A iniciativa atuou diretamente no controle do espaço público e, além disso, reforçou a repressão às práticas irregulares que afetam o comércio formal. Com isso, a operação buscou garantir mais organização e equilíbrio nas áreas de circulação da cidade.
Apreensão inclui diversos tipos de produtos
Durante as abordagens, a fiscalização recolheu uma grande variedade de materiais. Entre os itens apreendidos estão pares de meias, perfumes, cadeiras dobráveis, óculos e sombrinhas. Além disso, também foram encontrados produtos como garrafas com líquido para limpeza de telas, panos de prato do tipo perfex, relógios e diferentes acessórios.

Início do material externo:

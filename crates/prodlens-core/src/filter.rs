//! Client-side filtering and sorting of finder results.

use crate::pricing::{parse_price, sort_price};
use crate::products::Product;
use crate::CoreError;

/// Inclusive integer price bounds selected in the finder.
#[derive(Debug, Clone, Copy, PartialEq, Eq)]
pub struct PriceRange {
    min: u64,
    max: u64,
}

impl PriceRange {
    /// Upper bound of the finder's price slider.
    pub const SLIDER_MAX: u64 = 2000;

    /// # Errors
    ///
    /// Returns [`CoreError::InvalidPriceRange`] if `min > max`.
    pub fn new(min: u64, max: u64) -> Result<Self, CoreError> {
        if min > max {
            return Err(CoreError::InvalidPriceRange { min, max });
        }
        Ok(Self { min, max })
    }

    #[must_use]
    pub fn min(&self) -> u64 {
        self.min
    }

    #[must_use]
    pub fn max(&self) -> u64 {
        self.max
    }

    /// Keeps a product when its parsed price interval overlaps this range.
    /// Prices that cannot be parsed always pass.
    #[must_use]
    pub fn admits(&self, price: &str) -> bool {
        match parse_price(price) {
            Some(span) => span.max >= self.min && span.min <= self.max,
            None => true,
        }
    }
}

impl Default for PriceRange {
    fn default() -> Self {
        Self {
            min: 0,
            max: Self::SLIDER_MAX,
        }
    }
}

#[derive(Debug, Clone, Copy, Default, PartialEq, Eq)]
pub enum SortKey {
    /// Provider order.
    #[default]
    Relevance,
    PriceLow,
    PriceHigh,
    Rating,
}

impl SortKey {
    #[must_use]
    pub fn as_str(&self) -> &'static str {
        match self {
            SortKey::Relevance => "relevance",
            SortKey::PriceLow => "price-low",
            SortKey::PriceHigh => "price-high",
            SortKey::Rating => "rating",
        }
    }

    #[must_use]
    pub fn display_name(&self) -> &'static str {
        match self {
            SortKey::Relevance => "Relevance",
            SortKey::PriceLow => "Price: Low to High",
            SortKey::PriceHigh => "Price: High to Low",
            SortKey::Rating => "Customer Rating",
        }
    }

    /// Stable sort in place; equal keys keep their input order.
    pub fn sort(self, products: &mut [Product]) {
        match self {
            SortKey::Relevance => {}
            SortKey::PriceLow => products.sort_by_key(|p| sort_price(&p.price)),
            SortKey::PriceHigh => {
                products.sort_by(|a, b| sort_price(&b.price).cmp(&sort_price(&a.price)));
            }
            SortKey::Rating => products.sort_by(|a, b| {
                let ra = a.rating.unwrap_or(0.0);
                let rb = b.rating.unwrap_or(0.0);
                rb.total_cmp(&ra)
            }),
        }
    }
}

impl std::fmt::Display for SortKey {
    fn fmt(&self, f: &mut std::fmt::Formatter<'_>) -> std::fmt::Result {
        f.write_str(self.as_str())
    }
}

impl std::str::FromStr for SortKey {
    type Err = CoreError;

    fn from_str(s: &str) -> Result<Self, Self::Err> {
        match s.trim() {
            "relevance" => Ok(SortKey::Relevance),
            "price-low" => Ok(SortKey::PriceLow),
            "price-high" => Ok(SortKey::PriceHigh),
            "rating" => Ok(SortKey::Rating),
            other => Err(CoreError::UnknownSortKey(other.to_string())),
        }
    }
}

/// Finder filter selections.
///
/// Empty `categories` or `brands` mean "match all".
#[derive(Debug, Clone, Default, PartialEq, Eq)]
pub struct ProductFilters {
    pub price_range: PriceRange,
    pub categories: Vec<String>,
    pub brands: Vec<String>,
    pub sort: SortKey,
}

impl ProductFilters {
    #[must_use]
    pub fn matches(&self, product: &Product) -> bool {
        (self.categories.is_empty() || self.categories.contains(&product.category))
            && (self.brands.is_empty() || self.brands.contains(&product.brand))
            && self.price_range.admits(&product.price)
    }

    /// Applies the category, brand and price filters, then the sort.
    #[must_use]
    pub fn apply(&self, products: Vec<Product>) -> Vec<Product> {
        let before = products.len();
        let mut kept: Vec<Product> = products.into_iter().filter(|p| self.matches(p)).collect();
        self.sort.sort(&mut kept);
        tracing::debug!(
            before,
            after = kept.len(),
            sort = %self.sort,
            "applied finder filters"
        );
        kept
    }

    pub fn toggle_category(&mut self, category: &str) -> bool {
        toggle_selection(&mut self.categories, category)
    }

    pub fn toggle_brand(&mut self, brand: &str) -> bool {
        toggle_selection(&mut self.brands, brand)
    }
}

/// Adds `value` to `selection` if absent, removes it if present.
///
/// Returns `true` when the value is selected after the call. Insertion order
/// is preserved.
pub fn toggle_selection(selection: &mut Vec<String>, value: &str) -> bool {
    if let Some(pos) = selection.iter().position(|s| s == value) {
        selection.remove(pos);
        false
    } else {
        selection.push(value.to_string());
        true
    }
}

/// Builds the criteria string sent to the provider: the free-text query
/// followed by human-readable filter clauses.
///
/// `"headphones with price range $0-$500 in categories: Audio"`
#[must_use]
pub fn build_criteria(query: &str, filters: &ProductFilters) -> String {
    let mut criteria = format!(
        "{} with price range ${}-${}",
        query.trim(),
        filters.price_range.min(),
        filters.price_range.max()
    );
    if !filters.categories.is_empty() {
        criteria.push_str(" in categories: ");
        criteria.push_str(&filters.categories.join(", "));
    }
    if !filters.brands.is_empty() {
        criteria.push_str(" from brands: ");
        criteria.push_str(&filters.brands.join(", "));
    }
    criteria
}

#[cfg(test)]
#[path = "filter_test.rs"]
mod tests;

A lista ainda inclui canetas, tesouras, escovas de dente, pregos, chaves de fenda e Phillips, pinças, facas, isqueiros, óleo multiuso, cola instantânea e testadores de bateria. Ao mesmo tempo, os agentes também recolheram alimentos empacotados, como alho e mandioca.
Fiscalização reforça organização e proteção ao consumidor
A Operação Comércio Legal atua, sobretudo, para manter a organização dos espaços públicos. Além disso, a ação também protege os consumidores contra produtos sem procedência comprovada e, consequentemente, fortalece a concorrência justa com comerciantes que atuam dentro da legalidade.
Regras para devolução das mercadorias
De acordo com a legislação municipal, o vendedor irregular pode solicitar a devolução dos itens em até 15 dias. No entanto, para isso, ele precisa protocolar o pedido na plataforma Prefeitura Ágil, pagar a multa e a taxa de apreensão, além de apresentar nota fiscal que comprove a propriedade das mercadorias.
Por outro lado, caso não cumpra essas exigências dentro do prazo previsto no Código de Posturas do Município, os itens podem ser doados. Entretanto, produtos com procedência duvidosa não seguem para doação e também não retornam ao ambulante irregular.